Zum Abschluss geht es in die Spielsituation. Offensive gegen Defensive im direkten Duell. Ich bin als Wide-Receiver, also Ballfänger, aufgestellt. Die ersten Spielzüge gehen an mir vorbei, weil der Ball schon lange unterwegs zu einem Mitspieler ist, bis ich meinen Laufweg gefunden und mich zum Ball orientiert habe. Doch dann kommt mein großer Moment: Ich kann mich vom Gegenspieler lösen und das Leder-Ei fliegt in meine Richtung. Der Pass ist etwas zu kurz, aber ich habe mich an den Helm gewöhnt und kann die Flugbahn im Blick behalten. Drei schnelle Schritte nach vorn, Richtung Ball abtauchen und schon landet der Ball in meinen Armen. Mit dem Applaus der Mitspieler stellt sich gleich wieder das gute Gefühl ein, einen Fortschritt zu merken.
Nach ein paar weiteren Spielzügen sehnen sich meine Beine nach dem Ende des Trainings, aber bevor es unter die Dusche geht, gibt es Kraftübungen für die Beine. „Beim Football sind die Beine das Wichtigste. Die machen im Spiel den Unterschied“, ruft Schwarz, während er die Mannschaft beim Wandsitzen zum Durchhalten animiert.

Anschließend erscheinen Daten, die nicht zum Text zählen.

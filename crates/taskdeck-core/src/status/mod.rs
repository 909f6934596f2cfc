//! System status domain module.

mod model;

pub use model::{
    DEFAULT_COMPONENTS, OverallHealth, PerformanceSnapshot, SecurityFlags, SystemStatus,
};
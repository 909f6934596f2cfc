use std::path::PathBuf;

use anyhow::{Context, Result};
use clap::Parser;
use taskdeck_core::config::AppConfig;
use taskdeck_server::bootstrap;

#[derive(Parser)]
#[command(name = "taskdeck")]
#[command(about = "taskdeck - device task dashboard with live updates", long_about = None)]
struct Cli {
    /// Configuration file; defaults apply when it does not exist
    #[arg(short, long, default_value = "taskdeck.toml")]
    config: PathBuf,

    /// Listen address, overrides `server.bind`
    #[arg(short, long)]
    bind: Option<String>,
}

#[tokio::main]
async fn main() -> Result<()> {
    let cli = Cli::parse();

    let mut config = AppConfig::load(&cli.config)
        .with_context(|| format!("Failed to load {}", cli.config.display()))?;
    if let Some(bind) = cli.bind {
        config.server.bind = bind;
    }

    bootstrap::init_tracing(&config.log_level);
    tracing::debug!(config = %cli.config.display(), "configuration loaded");

    let listener = tokio::net::TcpListener::bind(&config.server.bind)
        .await
        .with_context(|| format!("Failed to bind {}", config.server.bind))?;

    let services = bootstrap::start(&config);
    bootstrap::serve(listener, services, shutdown_signal()).await
}

async fn shutdown_signal() {
    if let Err(e) = tokio::signal::ctrl_c().await {
        tracing::error!(error = %e, "failed to listen for shutdown signal");
        std::future::pending::<()>().await;
    }
    tracing::info!("shutdown requested");
}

Dann ist endlich Schluss. Oder viel mehr ist leider Schluss, denn nach meiner ersten Trainingseinheit habe ich Gefallen daran gefunden, American Football nicht nur vor dem Fernseher zu genießen. Ich kann jedem nur empfehlen, es auszuprobieren. Denn unabhängig von Körperstatur und Vorkenntnissen wird jeder Typ beim Football gebraucht und wer es selbst versucht hat, wird beim nächsten Spiel der Profis nicht mehr so hart über nicht gefangene Bälle schimpfen.